Maintainer: taeger@dzd-ev.de
Status: RC1

The purpose for this module is to normalize ORCIDs and bring them into a coherent (and thefore the official) ISNI format:

http://orcid.org/0000-0000-0000-000(0/X)

What is ORCID?

2. Table of content

3. Introduction

3.1. Overview

This small python project is part of our pipeline to integrate a large number of PUBMED-articles (free database for medical journal articles etc.) into a database. ORCID stands for 'Open Researcher and Contributor ID' and is used to accurately connect an author to their work. This is usefull/important in cases where two or more researchers/scients share the same the name, which leads to the problem which author wrote which paper.

3.2. Problems

When registering your article at PUBMED the ORCID-parameter is an optional textfield, which leads to multiple challenges. Due to the fact that we are dealing with user input everything is possible, from no numbers, to email addresses to abstracts etc. Therefore a tool to clean valid entries and skip invalid entries seems usefull.

3.3. Solution

For the sake of performance the tests that are performed on the entry are fairly simple and straight forward.
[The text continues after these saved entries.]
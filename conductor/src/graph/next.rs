/// What a node asks the run loop to do after it returns.
///
/// Routed nodes (those with a branch) have this overridden by their router.
#[derive(Debug, Clone, PartialEq, Eq)]
pub enum Next {
    /// Take the node's outgoing edge. A node without one ends the run.
    Continue,
    /// Jump to the named node.
    Node(String),
    /// Finish the run with the current state.
    End,
}
use std::collections::HashMap;
use std::sync::Arc;

use async_trait::async_trait;
use serde_json::Value;

use crate::tool_source::{ToolCallContent, ToolSource, ToolSourceError, ToolSpec};
use crate::tools::r#trait::Tool;

/// Registry of tools by name; implements `ToolSource` for the planner.
///
/// Registration order is kept so the model sees tools in a stable order.
#[derive(Default, Clone)]
pub struct ToolRegistry {
    order: Vec<String>,
    tools: HashMap<String, Arc<dyn Tool>>,
}

impl ToolRegistry {
    pub fn new() -> Self {
        Self::default()
    }

    /// Registers a tool; a tool with the same name is replaced in place.
    pub fn register(&mut self, tool: Arc<dyn Tool>) {
        let name = tool.name().to_string();
        if self.tools.insert(name.clone(), tool).is_none() {
            self.order.push(name);
        }
    }

    pub fn with_tool(mut self, tool: Arc<dyn Tool>) -> Self {
        self.register(tool);
        self
    }

    pub fn list(&self) -> Vec<ToolSpec> {
        self.order
            .iter()
            .filter_map(|n| self.tools.get(n))
            .map(|t| t.spec())
            .collect()
    }

    pub fn is_empty(&self) -> bool {
        self.tools.is_empty()
    }

    pub fn len(&self) -> usize {
        self.tools.len()
    }

    pub async fn call(&self, name: &str, args: Value) -> Result<ToolCallContent, ToolSourceError> {
        let tool = self
            .tools
            .get(name)
            .ok_or_else(|| ToolSourceError::NotFound(name.to_string()))?;
        tool.call(args).await
    }
}

#[async_trait]
impl ToolSource for ToolRegistry {
    async fn list_tools(&self) -> Result<Vec<ToolSpec>, ToolSourceError> {
        Ok(self.list())
    }

    async fn call_tool(
        &self,
        name: &str,
        arguments: Value,
    ) -> Result<ToolCallContent, ToolSourceError> {
        self.call(name, arguments).await
    }
}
Remember: The officials ORCID consists of 16 digits in groups of 4 or 15 digits and an 'X' due to the checksum. If you are interested you can refer to the following documentaion: why 'X' and how to calculate the checksum

  • If the input is not a string the input is invalid
  • If there are more than 16 digits in the input string the input is invalid
  • If there are 16 or more digits and an 'x' or 'X' anywhere in the input the input is invalid
  • If there is an 'x' or 'X' somewhere in the input the 'x'/'X' will be used as the checksum test (last digit) of the input
  • If there are less digits the input is padded left with 0s

Input Examples

valid:

  • OrcidID("http://orcid.org/0000-0001-5000-0074") --> valid
  • OrcidID("0001-5000-0074") --> valid, padded with 0s
  • OrcidID("0001-5000-0074 peter123@net") --> vaild 15 digits + padding

invalid (will raise ValueError):


The valid inputs will then be tested via checksum test (https://support.orcid.org/hc/en-us/articles/360006897674-Structure-of-the-ORCID-Identifier) The chance of a false positive is 1 in 11

4. Usage

Requirements:

  • Python3 with pip installed

4.1 Install

pip3 install OrcidNormalizer

4.2 Apply

Create an instance for every orcid id and normalize the input

from OrcidNormalizer import Orcid

id = OrcidID("0000000150000074")
id.uri()

> "https://orcid.org/0000-0001-5000-0074"

4.3 API

Orcid.uri - Uniform Resource Identifier

Return the full INSI formated OCRID

from OrcidNormalizer import Orcid

id = Orcid("0000000150000074")
id.uri()

https://orcid.org/0000-0001-5000-0074

Orcid.urn - Uniform Resource Name

Return the Uniform Resource Name part only

from OrcidNormalizer import Orcid

id = Orcid("0000000150000074")
id.uri()

0000-0001-5000-0074

Orcid.is_valid()

Does a checksum validation according to https://support.orcid.org/hc/en-us/articles/360006897674-Structure-of-the-ORCID-Identifier#checksum

from OrcidNormalizer import Orcid

id = Orcid("https://orcid.org/1-5000-0074")
id.is_valid()

True

Orcid.RAISE_EXCEPTION_ON_UNPARSABLE_ORCID_STRING

If a string is unparsable OrcidNormalizer.Orcid will raise an exception. In large batch operations it can be conveineint to override this behaviour. Set to False to return OrcidNormalizer.Orcid.RETURN_VAL_ON_UNPARSABLE instead of raising an exception.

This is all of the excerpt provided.